◆ Work item: Lines below that include "rejected" are the answer; copy each one.

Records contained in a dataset
--
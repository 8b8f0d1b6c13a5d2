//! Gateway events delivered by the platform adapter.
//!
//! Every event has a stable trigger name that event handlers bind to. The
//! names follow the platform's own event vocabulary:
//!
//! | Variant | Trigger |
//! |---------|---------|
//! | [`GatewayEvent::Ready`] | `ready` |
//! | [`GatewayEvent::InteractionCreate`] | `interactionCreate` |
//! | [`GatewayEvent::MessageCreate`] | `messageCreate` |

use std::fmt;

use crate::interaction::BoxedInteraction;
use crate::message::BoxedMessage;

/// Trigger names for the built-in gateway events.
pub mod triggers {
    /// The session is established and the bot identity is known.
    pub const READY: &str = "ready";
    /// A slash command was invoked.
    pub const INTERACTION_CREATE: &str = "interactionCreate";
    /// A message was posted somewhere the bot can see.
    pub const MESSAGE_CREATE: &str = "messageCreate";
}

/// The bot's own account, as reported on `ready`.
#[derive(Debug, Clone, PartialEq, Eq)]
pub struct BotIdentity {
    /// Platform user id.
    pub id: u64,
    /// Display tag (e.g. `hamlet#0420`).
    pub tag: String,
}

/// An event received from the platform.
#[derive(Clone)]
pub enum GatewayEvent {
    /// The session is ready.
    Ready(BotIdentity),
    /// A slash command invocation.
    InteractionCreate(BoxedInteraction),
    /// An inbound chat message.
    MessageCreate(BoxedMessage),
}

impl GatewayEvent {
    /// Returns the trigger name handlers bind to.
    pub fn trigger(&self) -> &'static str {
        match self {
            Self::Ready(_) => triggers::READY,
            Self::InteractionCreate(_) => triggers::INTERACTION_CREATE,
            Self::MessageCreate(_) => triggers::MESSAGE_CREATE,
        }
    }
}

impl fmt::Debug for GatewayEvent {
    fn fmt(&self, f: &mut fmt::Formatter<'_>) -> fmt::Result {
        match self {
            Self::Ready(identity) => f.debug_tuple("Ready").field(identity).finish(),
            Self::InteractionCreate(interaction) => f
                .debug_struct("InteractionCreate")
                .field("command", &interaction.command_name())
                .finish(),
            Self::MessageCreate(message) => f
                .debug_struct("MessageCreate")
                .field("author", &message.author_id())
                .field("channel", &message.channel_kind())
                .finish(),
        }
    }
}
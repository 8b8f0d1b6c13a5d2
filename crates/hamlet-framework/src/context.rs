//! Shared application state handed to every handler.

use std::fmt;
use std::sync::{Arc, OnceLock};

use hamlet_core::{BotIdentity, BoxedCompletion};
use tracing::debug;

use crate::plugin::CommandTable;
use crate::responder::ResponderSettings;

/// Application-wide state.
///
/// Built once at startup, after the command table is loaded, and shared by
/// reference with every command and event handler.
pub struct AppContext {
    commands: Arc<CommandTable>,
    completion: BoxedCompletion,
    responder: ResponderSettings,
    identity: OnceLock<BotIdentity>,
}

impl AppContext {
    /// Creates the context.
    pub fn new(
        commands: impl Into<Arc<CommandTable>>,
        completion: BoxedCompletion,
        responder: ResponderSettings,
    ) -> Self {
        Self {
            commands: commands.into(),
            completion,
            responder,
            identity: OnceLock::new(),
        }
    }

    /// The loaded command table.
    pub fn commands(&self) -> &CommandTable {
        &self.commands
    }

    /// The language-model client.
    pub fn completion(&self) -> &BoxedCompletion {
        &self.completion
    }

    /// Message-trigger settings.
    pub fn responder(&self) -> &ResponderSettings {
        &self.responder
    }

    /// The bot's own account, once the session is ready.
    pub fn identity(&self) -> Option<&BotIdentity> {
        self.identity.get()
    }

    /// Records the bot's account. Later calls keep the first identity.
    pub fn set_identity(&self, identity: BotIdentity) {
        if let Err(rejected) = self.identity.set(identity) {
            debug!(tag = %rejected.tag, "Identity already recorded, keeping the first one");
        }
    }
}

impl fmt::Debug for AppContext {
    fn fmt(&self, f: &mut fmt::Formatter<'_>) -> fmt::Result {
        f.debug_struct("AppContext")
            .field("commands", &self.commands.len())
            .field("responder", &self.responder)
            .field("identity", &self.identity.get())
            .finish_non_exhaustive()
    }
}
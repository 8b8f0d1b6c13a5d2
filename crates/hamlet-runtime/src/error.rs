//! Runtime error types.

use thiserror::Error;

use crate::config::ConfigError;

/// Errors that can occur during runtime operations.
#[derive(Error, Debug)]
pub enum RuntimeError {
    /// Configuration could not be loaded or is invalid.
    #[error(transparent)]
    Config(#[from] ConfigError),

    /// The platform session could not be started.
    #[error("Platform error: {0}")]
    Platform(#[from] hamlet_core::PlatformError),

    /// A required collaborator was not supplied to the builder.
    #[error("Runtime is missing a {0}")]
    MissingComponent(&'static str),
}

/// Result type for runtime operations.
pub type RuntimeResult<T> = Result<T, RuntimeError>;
--
◆ Answer box:
        if let Err(rejected) = self.identity.set(identity) {
            debug!(tag = %rejected.tag, "Identity already recorded, keeping the first one");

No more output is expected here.